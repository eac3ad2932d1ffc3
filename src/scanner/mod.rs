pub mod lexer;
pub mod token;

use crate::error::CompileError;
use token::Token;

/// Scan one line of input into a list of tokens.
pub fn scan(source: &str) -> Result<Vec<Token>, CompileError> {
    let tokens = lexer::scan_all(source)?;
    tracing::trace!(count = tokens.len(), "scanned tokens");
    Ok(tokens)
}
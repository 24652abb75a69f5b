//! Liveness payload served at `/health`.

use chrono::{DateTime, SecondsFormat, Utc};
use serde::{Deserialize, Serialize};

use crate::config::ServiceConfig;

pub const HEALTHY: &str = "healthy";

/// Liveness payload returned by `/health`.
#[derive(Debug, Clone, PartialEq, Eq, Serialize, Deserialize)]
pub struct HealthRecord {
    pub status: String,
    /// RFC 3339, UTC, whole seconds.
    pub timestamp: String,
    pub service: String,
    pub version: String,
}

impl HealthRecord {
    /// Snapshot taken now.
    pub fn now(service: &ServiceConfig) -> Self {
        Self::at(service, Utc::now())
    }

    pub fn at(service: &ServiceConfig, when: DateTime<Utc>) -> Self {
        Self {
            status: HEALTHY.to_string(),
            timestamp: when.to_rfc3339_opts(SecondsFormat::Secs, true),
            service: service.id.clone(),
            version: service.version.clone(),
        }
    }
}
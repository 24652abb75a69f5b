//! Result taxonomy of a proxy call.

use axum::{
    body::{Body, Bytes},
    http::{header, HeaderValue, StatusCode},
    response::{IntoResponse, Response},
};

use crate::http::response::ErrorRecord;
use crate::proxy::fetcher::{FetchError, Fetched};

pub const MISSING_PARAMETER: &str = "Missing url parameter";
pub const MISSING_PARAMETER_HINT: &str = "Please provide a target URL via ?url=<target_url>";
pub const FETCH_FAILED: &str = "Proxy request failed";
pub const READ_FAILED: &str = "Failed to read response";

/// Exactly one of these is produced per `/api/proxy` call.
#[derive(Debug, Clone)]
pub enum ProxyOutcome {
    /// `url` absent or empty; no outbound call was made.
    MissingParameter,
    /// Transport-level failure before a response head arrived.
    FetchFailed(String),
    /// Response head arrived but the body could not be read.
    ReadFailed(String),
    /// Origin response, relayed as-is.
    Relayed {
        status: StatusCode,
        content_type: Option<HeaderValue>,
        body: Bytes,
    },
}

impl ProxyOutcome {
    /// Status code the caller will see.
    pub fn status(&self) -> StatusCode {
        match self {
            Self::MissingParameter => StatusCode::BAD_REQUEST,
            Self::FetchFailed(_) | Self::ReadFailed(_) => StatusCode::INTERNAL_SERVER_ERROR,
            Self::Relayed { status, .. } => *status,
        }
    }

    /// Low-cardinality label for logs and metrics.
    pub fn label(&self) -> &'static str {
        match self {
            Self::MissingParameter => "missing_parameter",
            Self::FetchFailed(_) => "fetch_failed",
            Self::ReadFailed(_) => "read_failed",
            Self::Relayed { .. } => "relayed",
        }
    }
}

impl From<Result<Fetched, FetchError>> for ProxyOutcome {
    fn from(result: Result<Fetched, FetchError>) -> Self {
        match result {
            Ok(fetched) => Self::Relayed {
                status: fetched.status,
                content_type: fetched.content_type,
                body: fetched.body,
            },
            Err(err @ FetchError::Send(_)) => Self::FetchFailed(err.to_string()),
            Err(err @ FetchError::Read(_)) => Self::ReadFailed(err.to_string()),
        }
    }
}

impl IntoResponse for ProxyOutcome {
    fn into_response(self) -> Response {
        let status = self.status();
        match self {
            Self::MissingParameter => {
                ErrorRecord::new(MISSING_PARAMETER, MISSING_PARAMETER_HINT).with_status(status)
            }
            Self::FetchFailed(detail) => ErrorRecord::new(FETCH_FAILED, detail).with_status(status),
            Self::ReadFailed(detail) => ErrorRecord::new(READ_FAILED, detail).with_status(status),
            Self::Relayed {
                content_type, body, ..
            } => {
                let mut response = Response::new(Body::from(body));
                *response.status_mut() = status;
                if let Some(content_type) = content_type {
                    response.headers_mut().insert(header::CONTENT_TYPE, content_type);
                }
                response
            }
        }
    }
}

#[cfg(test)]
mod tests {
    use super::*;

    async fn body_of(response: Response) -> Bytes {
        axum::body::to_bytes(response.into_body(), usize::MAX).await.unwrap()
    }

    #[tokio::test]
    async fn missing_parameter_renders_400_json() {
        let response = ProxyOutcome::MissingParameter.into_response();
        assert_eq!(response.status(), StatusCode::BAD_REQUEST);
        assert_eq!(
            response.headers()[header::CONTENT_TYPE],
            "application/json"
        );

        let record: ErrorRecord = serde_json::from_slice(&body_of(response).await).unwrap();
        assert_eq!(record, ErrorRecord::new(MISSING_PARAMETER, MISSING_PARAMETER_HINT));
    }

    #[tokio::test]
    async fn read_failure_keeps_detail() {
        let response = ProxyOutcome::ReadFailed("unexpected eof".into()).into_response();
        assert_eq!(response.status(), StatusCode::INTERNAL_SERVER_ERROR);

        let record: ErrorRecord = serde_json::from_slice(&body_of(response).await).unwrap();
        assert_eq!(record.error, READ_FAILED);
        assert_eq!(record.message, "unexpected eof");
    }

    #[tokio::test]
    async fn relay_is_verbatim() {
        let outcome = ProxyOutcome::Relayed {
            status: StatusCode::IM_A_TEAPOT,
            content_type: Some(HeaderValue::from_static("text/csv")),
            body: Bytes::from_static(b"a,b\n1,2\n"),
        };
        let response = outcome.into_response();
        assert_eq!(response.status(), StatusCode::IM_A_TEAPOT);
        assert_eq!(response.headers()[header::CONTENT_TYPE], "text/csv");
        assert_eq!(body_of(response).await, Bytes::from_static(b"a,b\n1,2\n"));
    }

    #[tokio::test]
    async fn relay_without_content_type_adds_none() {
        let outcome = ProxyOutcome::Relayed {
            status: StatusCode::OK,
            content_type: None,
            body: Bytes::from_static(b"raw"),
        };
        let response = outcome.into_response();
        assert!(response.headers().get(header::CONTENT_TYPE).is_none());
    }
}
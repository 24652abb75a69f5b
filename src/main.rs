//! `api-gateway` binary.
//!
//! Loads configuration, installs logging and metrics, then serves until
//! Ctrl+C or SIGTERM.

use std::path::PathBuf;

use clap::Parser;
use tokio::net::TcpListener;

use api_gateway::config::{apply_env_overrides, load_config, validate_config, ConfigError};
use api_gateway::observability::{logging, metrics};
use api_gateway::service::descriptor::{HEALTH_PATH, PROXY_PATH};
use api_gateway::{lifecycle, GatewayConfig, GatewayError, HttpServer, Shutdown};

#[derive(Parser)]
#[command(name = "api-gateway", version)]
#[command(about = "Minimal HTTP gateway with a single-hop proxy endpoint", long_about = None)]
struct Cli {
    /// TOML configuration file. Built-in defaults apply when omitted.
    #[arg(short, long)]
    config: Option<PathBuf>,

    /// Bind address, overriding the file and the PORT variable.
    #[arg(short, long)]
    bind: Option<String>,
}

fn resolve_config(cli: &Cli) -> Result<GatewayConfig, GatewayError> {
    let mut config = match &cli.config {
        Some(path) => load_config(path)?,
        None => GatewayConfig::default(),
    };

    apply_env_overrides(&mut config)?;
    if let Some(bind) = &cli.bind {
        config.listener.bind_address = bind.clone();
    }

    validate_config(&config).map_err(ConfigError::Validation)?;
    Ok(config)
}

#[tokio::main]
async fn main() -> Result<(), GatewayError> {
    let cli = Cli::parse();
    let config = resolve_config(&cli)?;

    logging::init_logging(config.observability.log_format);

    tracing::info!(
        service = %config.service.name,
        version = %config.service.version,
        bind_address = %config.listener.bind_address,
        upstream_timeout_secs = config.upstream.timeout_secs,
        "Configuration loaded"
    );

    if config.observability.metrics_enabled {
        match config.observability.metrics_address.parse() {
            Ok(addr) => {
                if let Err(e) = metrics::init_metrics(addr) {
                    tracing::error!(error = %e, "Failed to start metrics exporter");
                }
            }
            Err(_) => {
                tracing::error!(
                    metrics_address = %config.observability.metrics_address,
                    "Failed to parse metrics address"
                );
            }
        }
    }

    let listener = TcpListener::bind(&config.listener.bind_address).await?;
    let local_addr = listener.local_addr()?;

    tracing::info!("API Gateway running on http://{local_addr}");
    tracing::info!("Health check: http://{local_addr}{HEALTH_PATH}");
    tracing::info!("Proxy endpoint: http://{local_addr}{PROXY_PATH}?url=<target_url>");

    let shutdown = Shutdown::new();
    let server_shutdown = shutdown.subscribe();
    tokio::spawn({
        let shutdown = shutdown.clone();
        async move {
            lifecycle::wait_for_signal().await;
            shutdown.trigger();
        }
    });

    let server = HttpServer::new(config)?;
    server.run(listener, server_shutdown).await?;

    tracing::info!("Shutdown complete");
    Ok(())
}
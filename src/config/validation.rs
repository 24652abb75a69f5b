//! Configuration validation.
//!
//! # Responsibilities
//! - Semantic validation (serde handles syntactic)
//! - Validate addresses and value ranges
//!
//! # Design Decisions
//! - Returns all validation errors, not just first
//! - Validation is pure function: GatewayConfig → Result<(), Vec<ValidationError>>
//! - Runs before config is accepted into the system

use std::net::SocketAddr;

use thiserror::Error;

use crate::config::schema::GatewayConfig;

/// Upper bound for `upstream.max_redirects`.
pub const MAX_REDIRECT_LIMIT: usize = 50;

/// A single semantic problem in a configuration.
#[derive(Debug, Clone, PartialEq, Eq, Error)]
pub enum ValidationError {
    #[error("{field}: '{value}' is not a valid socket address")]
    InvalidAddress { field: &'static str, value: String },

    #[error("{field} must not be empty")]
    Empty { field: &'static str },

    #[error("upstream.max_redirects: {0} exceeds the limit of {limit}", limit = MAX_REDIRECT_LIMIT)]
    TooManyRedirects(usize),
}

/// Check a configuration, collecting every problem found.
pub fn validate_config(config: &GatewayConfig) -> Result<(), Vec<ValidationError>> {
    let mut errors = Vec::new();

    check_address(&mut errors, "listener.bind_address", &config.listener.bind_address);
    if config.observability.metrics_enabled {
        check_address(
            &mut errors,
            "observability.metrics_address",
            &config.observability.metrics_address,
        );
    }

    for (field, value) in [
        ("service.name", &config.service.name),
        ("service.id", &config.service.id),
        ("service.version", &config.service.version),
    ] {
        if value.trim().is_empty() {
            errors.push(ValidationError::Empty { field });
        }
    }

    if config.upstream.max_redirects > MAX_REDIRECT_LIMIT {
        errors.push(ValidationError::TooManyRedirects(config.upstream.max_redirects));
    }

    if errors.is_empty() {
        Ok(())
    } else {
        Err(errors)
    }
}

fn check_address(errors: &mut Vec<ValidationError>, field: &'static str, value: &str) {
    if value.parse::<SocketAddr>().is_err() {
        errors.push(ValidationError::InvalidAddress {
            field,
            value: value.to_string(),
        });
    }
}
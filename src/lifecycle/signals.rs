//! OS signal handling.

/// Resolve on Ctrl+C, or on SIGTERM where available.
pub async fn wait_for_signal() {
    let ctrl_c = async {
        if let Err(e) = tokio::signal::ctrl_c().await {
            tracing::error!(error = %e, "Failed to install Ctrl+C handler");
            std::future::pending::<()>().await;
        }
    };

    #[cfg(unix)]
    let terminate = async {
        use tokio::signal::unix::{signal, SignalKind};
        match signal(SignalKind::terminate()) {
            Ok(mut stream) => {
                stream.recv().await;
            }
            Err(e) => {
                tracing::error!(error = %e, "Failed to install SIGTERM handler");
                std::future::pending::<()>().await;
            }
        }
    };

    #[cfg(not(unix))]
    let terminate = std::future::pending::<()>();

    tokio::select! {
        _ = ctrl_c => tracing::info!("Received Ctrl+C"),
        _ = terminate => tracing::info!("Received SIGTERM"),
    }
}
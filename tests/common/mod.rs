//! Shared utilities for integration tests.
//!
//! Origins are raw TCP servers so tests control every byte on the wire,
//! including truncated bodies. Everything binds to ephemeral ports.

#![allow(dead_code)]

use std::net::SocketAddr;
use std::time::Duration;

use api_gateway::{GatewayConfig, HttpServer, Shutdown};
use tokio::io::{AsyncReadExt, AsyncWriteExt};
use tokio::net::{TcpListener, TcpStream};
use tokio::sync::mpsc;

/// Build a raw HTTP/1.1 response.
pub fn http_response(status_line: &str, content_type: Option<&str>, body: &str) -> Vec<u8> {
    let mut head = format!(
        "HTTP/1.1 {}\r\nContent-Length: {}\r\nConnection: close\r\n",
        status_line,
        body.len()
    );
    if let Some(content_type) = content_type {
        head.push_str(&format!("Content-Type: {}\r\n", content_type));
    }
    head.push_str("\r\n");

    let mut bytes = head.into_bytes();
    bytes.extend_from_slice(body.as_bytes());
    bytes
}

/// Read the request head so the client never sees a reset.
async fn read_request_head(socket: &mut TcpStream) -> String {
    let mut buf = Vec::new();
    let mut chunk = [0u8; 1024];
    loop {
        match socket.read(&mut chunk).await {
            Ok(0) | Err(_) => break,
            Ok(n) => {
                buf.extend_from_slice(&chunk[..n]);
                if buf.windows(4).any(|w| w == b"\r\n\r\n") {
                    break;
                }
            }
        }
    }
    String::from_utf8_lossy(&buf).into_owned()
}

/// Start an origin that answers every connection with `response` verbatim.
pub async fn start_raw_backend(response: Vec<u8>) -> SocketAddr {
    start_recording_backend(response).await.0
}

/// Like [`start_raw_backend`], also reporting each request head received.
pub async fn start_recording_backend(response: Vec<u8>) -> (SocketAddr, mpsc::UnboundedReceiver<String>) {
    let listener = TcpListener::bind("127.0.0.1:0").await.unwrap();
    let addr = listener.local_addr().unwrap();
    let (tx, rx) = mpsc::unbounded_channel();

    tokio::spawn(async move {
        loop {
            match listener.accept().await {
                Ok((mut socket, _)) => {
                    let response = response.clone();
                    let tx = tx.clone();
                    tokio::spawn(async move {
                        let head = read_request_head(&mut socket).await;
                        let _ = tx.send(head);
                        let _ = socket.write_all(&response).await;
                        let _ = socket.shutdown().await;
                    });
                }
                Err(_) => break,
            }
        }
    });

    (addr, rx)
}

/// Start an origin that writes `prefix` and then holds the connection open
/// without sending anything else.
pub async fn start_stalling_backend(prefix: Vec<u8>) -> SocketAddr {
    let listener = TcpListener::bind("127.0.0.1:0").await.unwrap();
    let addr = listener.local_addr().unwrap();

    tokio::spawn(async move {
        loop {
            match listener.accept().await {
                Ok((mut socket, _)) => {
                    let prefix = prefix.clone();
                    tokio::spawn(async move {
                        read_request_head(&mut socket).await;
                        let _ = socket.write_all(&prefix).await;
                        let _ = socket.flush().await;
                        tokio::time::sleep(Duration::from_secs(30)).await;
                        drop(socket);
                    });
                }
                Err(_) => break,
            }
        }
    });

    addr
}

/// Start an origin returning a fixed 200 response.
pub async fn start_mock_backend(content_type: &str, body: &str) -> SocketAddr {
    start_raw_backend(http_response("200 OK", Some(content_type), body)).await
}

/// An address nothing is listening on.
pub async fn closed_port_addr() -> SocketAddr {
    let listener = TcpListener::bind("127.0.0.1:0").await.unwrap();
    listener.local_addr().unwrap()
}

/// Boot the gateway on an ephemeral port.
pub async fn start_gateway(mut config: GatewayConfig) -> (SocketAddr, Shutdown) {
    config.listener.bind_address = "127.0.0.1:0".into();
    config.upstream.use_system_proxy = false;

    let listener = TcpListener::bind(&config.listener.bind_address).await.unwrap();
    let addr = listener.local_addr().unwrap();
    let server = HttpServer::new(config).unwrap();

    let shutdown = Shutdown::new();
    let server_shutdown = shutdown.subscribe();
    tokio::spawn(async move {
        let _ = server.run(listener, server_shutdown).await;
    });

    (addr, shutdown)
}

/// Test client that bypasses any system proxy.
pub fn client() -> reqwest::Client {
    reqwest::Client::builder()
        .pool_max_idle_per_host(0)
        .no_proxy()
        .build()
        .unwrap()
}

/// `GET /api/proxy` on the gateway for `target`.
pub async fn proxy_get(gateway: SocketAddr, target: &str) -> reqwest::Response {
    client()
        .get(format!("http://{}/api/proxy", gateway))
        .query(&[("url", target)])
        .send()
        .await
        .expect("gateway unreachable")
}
+ + + + + + +
▶ _What you have to do_
In the records above, count the lines that contain the word "usize" and state only that count.

▶ _Completed task_
3